I see. I agree that could be a useful feature.
Hi everyone,
While the proposed feature may sound interesting and useful during development, I believe it hides a few pitfalls that are worth considering before applying it broadly across all data tables in a project.
From my experience, other platforms (for example, Tableau Prep) also adopt a similar approach to speed up prototyping. However, this kind of strategy can introduce some significant risks:
Loss of key records – If the sample of rows is not deterministic but random, you risk excluding records that act as logical connectors (join keys) between tables. This can alter the workflow structure and hide potential data consistency issues that would otherwise be detected.
Partial analysis and misleading debugging – Working on a random subset of data can lead to incorrect conclusions during design and debugging phases, as certain errors or anomalies might only appear when the full dataset is used.
Data cleaning and normalization – Some data cleaning or deduplication operations rely on the full distribution of values. Limiting the number of rows might prevent the identification of patterns or inconsistencies, making data validation less effective.

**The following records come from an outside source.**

use std::cell::RefCell;

use geodialect_core::{DatabaseAdapter, Result, Row, SqlValue, Version};

const SERVER_VERSION: Version = Version::new(11, 47, 0);

/// Connection stand-in that collects statements instead of running them.
///
/// Post-create DDL issues a single query, the spatial library version lookup,
/// so every query is answered with the configured version banner.
pub(crate) struct DryRunAdapter {
    spatial_version: Version,
    statements: RefCell<Vec<String>>,
}

impl DryRunAdapter {
    pub(crate) fn new(spatial_version: Version) -> Self {
        Self {
            spatial_version,
            statements: RefCell::new(Vec::new()),
        }
    }

    pub(crate) fn into_statements(self) -> Vec<String> {
        self.statements.into_inner()
    }
}

impl DatabaseAdapter for DryRunAdapter {
    fn execute(&self, sql: &str) -> Result<()> {
        self.statements.borrow_mut().push(sql.to_string());
        Ok(())
    }

    fn query(&self, _sql: &str) -> Result<Vec<Row>> {
        Ok(vec![Row::new(vec![SqlValue::Text(
            self.spatial_version.to_string(),
        )])])
    }

    fn auto_commit(&self) -> bool {
        true
    }

    fn commit(&self) -> Result<()> {
        Ok(())
    }

    fn server_version(&self) -> Result<Version> {
        Ok(SERVER_VERSION)
    }
}
use crate::{Envelope, GenerateError, Geometry, Result, ScalarValue};

#[derive(Debug, Clone, PartialEq)]
pub enum Expr {
    Property(String),
    Literal(ScalarValue),
    Function { name: String, args: Vec<Expr> },
}

#[derive(Debug, Clone, Copy, PartialEq, Eq)]
pub enum ComparisonOp {
    Eq,
    NotEq,
    Lt,
    LtEq,
    Gt,
    GtEq,
}

impl ComparisonOp {
    #[must_use]
    pub fn sql(self) -> &'static str {
        match self {
            Self::Eq => "=",
            Self::NotEq => "<>",
            Self::Lt => "<",
            Self::LtEq => "<=",
            Self::Gt => ">",
            Self::GtEq => ">=",
        }
    }
}

#[derive(Debug, Clone, Copy, PartialEq, Eq)]
pub enum SpatialOp {
    Intersects,
    Contains,
    Within,
    Disjoint,
    Touches,
    Crosses,
    Overlaps,
    Equals,
}

#[derive(Debug, Clone, PartialEq)]
pub enum Filter {
    Include,
    Exclude,
    And(Vec<Filter>),
    Or(Vec<Filter>),
    Not(Box<Filter>),
    Compare {
        op: ComparisonOp,
        left: Expr,
        right: Expr,
    },
    Between {
        expr: Expr,
        lower: Expr,
        upper: Expr,
    },
    IsNull(Expr),
    Like {
        expr: Expr,
        pattern: String,
        match_case: bool,
    },
    Id {
        column: String,
        ids: Vec<ScalarValue>,
    },
    Spatial {
        op: SpatialOp,
        property: String,
        geometry: Geometry,
    },
    BBox {
        property: String,
        envelope: Envelope,
        srid: Option<i32>,
    },
    DWithin {
        property: String,
        geometry: Geometry,
        distance: f64,
    },
    Beyond {
        property: String,
        geometry: Geometry,
        distance: f64,
    },
}

impl Filter {
    #[must_use]
    pub fn kind(&self) -> &'static str {
        match self {
            Self::Include => "Include",
            Self::Exclude => "Exclude",
            Self::And(_) => "And",
            Self::Or(_) => "Or",
            Self::Not(_) => "Not",
            Self::Compare { .. } => "Compare",
            Self::Between { .. } => "Between",
            Self::IsNull(_) => "IsNull",
            Self::Like { .. } => "Like",
            Self::Id { .. } => "Id",
            Self::Spatial { .. } => "Spatial",
            Self::BBox { .. } => "BBox",
            Self::DWithin { .. } => "DWithin",
            Self::Beyond { .. } => "Beyond",
        }
    }

    #[must_use]
    pub fn is_spatial(&self) -> bool {
        matches!(
            self,
            Self::Spatial { .. } | Self::BBox { .. } | Self::DWithin { .. } | Self::Beyond { .. }
        )
    }
}

/// Visitor turning a filter tree into a SQL predicate. Implementors supply
/// the dialect-specific pieces; the logical structure is rendered by
/// [`encode_filter`].
pub trait FilterToSql {
    fn dialect_name(&self) -> &str;
    fn encode_column(&self, name: &str, sql: &mut String);
    fn encode_literal(&self, value: &ScalarValue, sql: &mut String);
    fn encode_spatial(&self, filter: &Filter, sql: &mut String) -> Result<()>;

    fn encode_function(&self, name: &str, _args: &[Expr], _sql: &mut String) -> Result<()> {
        Err(unsupported(self.dialect_name(), format!("function {name}")))
    }

    fn encode(&self, filter: &Filter, sql: &mut String) -> Result<()> {
        encode_filter(self, filter, sql)
    }

    fn encode_to_string(&self, filter: &Filter) -> Result<String> {
        let mut sql = String::new();
        self.encode(filter, &mut sql)?;
        Ok(sql)
    }
}

pub fn encode_filter<V>(visitor: &V, filter: &Filter, sql: &mut String) -> Result<()>
where
    V: FilterToSql + ?Sized,
{
    match filter {
        Filter::Include => sql.push_str("1 = 1"),
        Filter::Exclude => sql.push_str("0 = 1"),
        Filter::And(children) if children.is_empty() => sql.push_str("1 = 1"),
        Filter::Or(children) if children.is_empty() => sql.push_str("0 = 1"),
        Filter::And(children) => encode_junction(visitor, children, " AND ", sql)?,
        Filter::Or(children) => encode_junction(visitor, children, " OR ", sql)?,
        Filter::Not(child) => {
            sql.push_str("NOT (");
            visitor.encode(child, sql)?;
            sql.push(')');
        }
        Filter::Compare { op, left, right } => {
            encode_expr(visitor, left, sql)?;
            sql.push(' ');
            sql.push_str(op.sql());
            sql.push(' ');
            encode_expr(visitor, right, sql)?;
        }
        Filter::Between { expr, lower, upper } => {
            encode_expr(visitor, expr, sql)?;
            sql.push_str(" BETWEEN ");
            encode_expr(visitor, lower, sql)?;
            sql.push_str(" AND ");
            encode_expr(visitor, upper, sql)?;
        }
        Filter::IsNull(expr) => {
            encode_expr(visitor, expr, sql)?;
            sql.push_str(" IS NULL");
        }
        Filter::Like {
            expr,
            pattern,
            match_case,
        } => {
            let pattern = ScalarValue::Text(pattern.clone());
            if *match_case {
                encode_expr(visitor, expr, sql)?;
                sql.push_str(" LIKE ");
                visitor.encode_literal(&pattern, sql);
            } else {
                sql.push_str("LOWER(");
                encode_expr(visitor, expr, sql)?;
                sql.push_str(") LIKE LOWER(");
                visitor.encode_literal(&pattern, sql);
                sql.push(')');
            }
        }
        Filter::Id { ids, .. } if ids.is_empty() => sql.push_str("0 = 1"),
        Filter::Id { column, ids } => {
            visitor.encode_column(column, sql);
            sql.push_str(" IN (");
            for (index, id) in ids.iter().enumerate() {
                if index > 0 {
                    sql.push_str(", ");
                }
                visitor.encode_literal(id, sql);
            }
            sql.push(')');
        }
        Filter::Spatial { .. }
        | Filter::BBox { .. }
        | Filter::DWithin { .. }
        | Filter::Beyond { .. } => visitor.encode_spatial(filter, sql)?,
    }

    Ok(())
}

pub fn encode_expr<V>(visitor: &V, expr: &Expr, sql: &mut String) -> Result<()>
where
    V: FilterToSql + ?Sized,
{
    match expr {
        Expr::Property(name) => visitor.encode_column(name, sql),
        Expr::Literal(value) => visitor.encode_literal(value, sql),
        Expr::Function { name, args } => visitor.encode_function(name, args, sql)?,
    }
    Ok(())
}

pub fn unsupported(dialect: &str, filter: impl Into<String>) -> crate::Error {
    GenerateError::UnsupportedFilter {
        filter: filter.into(),
        dialect: dialect.to_string(),
    }
    .into()
}

fn encode_junction<V>(
    visitor: &V,
    children: &[Filter],
    separator: &str,
    sql: &mut String,
) -> Result<()>
where
    V: FilterToSql + ?Sized,
{
    sql.push('(');
    for (index, child) in children.iter().enumerate() {
        if index > 0 {
            sql.push_str(separator);
        }
        visitor.encode(child, sql)?;
    }
    sql.push(')');
    Ok(())
}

Safer alternatives – A more controlled approach could be to:
Load deterministic subsets (e.g., using a date filter or specific IDs).
Introduce a global parameter that enables/disables sampling only on selected tables.
Clearly document when and why sampling is applied, to avoid ambiguity in results.
In summary, this feature could definitely speed up development, but it should be used carefully: overly truncating the data might compromise the overall quality and reliability of the project.